Wojciech Śleszyński (born 1970) is a Polish historian and dean of the History and Sociology Faculty at the University of Białystok.

== Biography ==
In 1996, Śleszyński graduated from the History Department at the Białystok campus of the University of Warsaw. In 2001 he received his PhD at the Faculty of History and Sociology of the University of Białystok, based on the dissertation "Propaganda i indoktrynacja władz sowieckich na Białostocczyźnie w latach 1939–1941" (Propaganda and indoctrination of the Soviet authorities in the Bialystok region in 1939–1941). In 2008 he received his habilitation at the Institute of Political Studies of the Polish Academy of Sciences, with the dissertation "Bezpieczeństwo wewnętrzne w polityce państwa polskiego na ziemiach północno-wschodnich II Rzeczypospolitej" (Internal security in the policy of the Polish state in the north-eastern territories of the Second Republic of Poland). He became a professor in 2019.

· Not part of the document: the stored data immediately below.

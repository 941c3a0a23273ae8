//! Theme preference: a two-valued flag kept in sync between persistent
//! storage and the `data-theme` attribute on the document root.
//!
//! DESIGN
//! ======
//! `ThemePreference` never touches browser globals. It is handed a
//! `PreferenceStore` and a `ThemeTarget`; the browser adapters live in
//! `util::browser` and the in-memory ones in `util::memory`.
//!
//! The stylesheet only keys off `[data-theme="dark"]`, so the default theme is
//! written as the empty string at the storage/DOM boundary. Inside the crate
//! the default is always `Theme::Default`.

#[cfg(test)]
#[path = "theme_test.rs"]
mod tests;

/// Storage key holding the persisted theme.
pub const STORAGE_KEY: &str = "theme";

/// Attribute on the document root read by the stylesheet.
pub const THEME_ATTR: &str = "data-theme";

const DARK: &str = "dark";

/// Visual theme of the site.
#[derive(Clone, Copy, Debug, Default, PartialEq, Eq)]
pub enum Theme {
    /// Light theme; no attribute selector matches.
    #[default]
    Default,
    Dark,
}

impl Theme {
    /// Decode an attribute or stored value. Anything but `"dark"` is the default.
    pub fn from_attr(raw: Option<&str>) -> Self {
        match raw {
            Some(DARK) => Self::Dark,
            _ => Self::Default,
        }
    }

    /// Encoding used for both the DOM attribute and the stored value.
    pub fn as_attr(self) -> &'static str {
        match self {
            Self::Default => "",
            Self::Dark => DARK,
        }
    }

    #[must_use]
    pub fn flipped(self) -> Self {
        match self {
            Self::Default => Self::Dark,
            Self::Dark => Self::Default,
        }
    }

    pub fn is_dark(self) -> bool {
        self == Self::Dark
    }
}

/// Durable client-side key-value storage.
pub trait PreferenceStore {
    fn get(&self, key: &str) -> Option<String>;
    fn set(&self, key: &str, value: &str);
}

/// Holder of the live theme attribute (the document root in a browser).
pub trait ThemeTarget {
    fn theme_attr(&self) -> Option<String>;
    fn set_theme_attr(&self, value: &str);
}

impl<P: PreferenceStore + ?Sized> PreferenceStore for &P {
    fn get(&self, key: &str) -> Option<String> {
        (**self).get(key)
    }

    fn set(&self, key: &str, value: &str) {
        (**self).set(key, value);
    }
}

impl<P: ThemeTarget + ?Sized> ThemeTarget for &P {
    fn theme_attr(&self) -> Option<String> {
        (**self).theme_attr()
    }

    fn set_theme_attr(&self, value: &str) {
        (**self).set_theme_attr(value);
    }
}

/// Synchronizes the stored preference with the document attribute.
pub struct ThemePreference<S, T> {
    store: S,
    target: T,
}

impl<S: PreferenceStore, T: ThemeTarget> ThemePreference<S, T> {
    pub fn new(store: S, target: T) -> Self {
        Self { store, target }
    }

    /// Theme currently shown by the target.
    pub fn current(&self) -> Theme {
        Theme::from_attr(self.target.theme_attr().as_deref())
    }

    /// Flip the theme on the target and persist the new value.
    ///
    /// The attribute and the stored value always receive the same string.
    pub fn toggle(&self) -> Theme {
        let next = self.current().flipped();
        self.target.set_theme_attr(next.as_attr());
        self.store.set(STORAGE_KEY, next.as_attr());
        next
    }

    /// Re-apply the persisted value after a page load.
    ///
    /// An absent or empty stored value leaves the attribute untouched. A
    /// non-empty one is copied verbatim.
    pub fn restore_on_load(&self) -> Theme {
        match self.store.get(STORAGE_KEY) {
            Some(stored) if !stored.is_empty() => {
                self.target.set_theme_attr(&stored);
                Theme::from_attr(Some(&stored))
            }
            _ => self.current(),
        }
    }
}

Śleszyński was the deputy director of the Institute of History of the University of Białystok (2005–2008) and the director of the Institute of History and Political Science of the University of Białystok (2008–2012). In 2008, he was appointed head of the Department of Political Relations at the University of Białystok. In the years 2012–2016, he was the dean of the Faculty of History and Sociology at the University of Białystok, and in the years 2016–2020, he was the vice-rector for education at the University of Białystok. Since 2019, he has been the head of the Department of Eastern Studies at the University of Bialystok.

Since January 2017, he has been the director of the Sybir Memorial Museum in Białystok.

He received the Silver (2016) and Bronze (2009) Cross of Merit.

==Publications==
- Syberyjski Białystok, Białystok: Muzeum Pamięci Sybiru, 2020.
- Życie na Kresach: województwa wschodnie II Rzeczypospolitej (1919-1939), Białystok: Muzeum Pamięci Sybiru, 2020.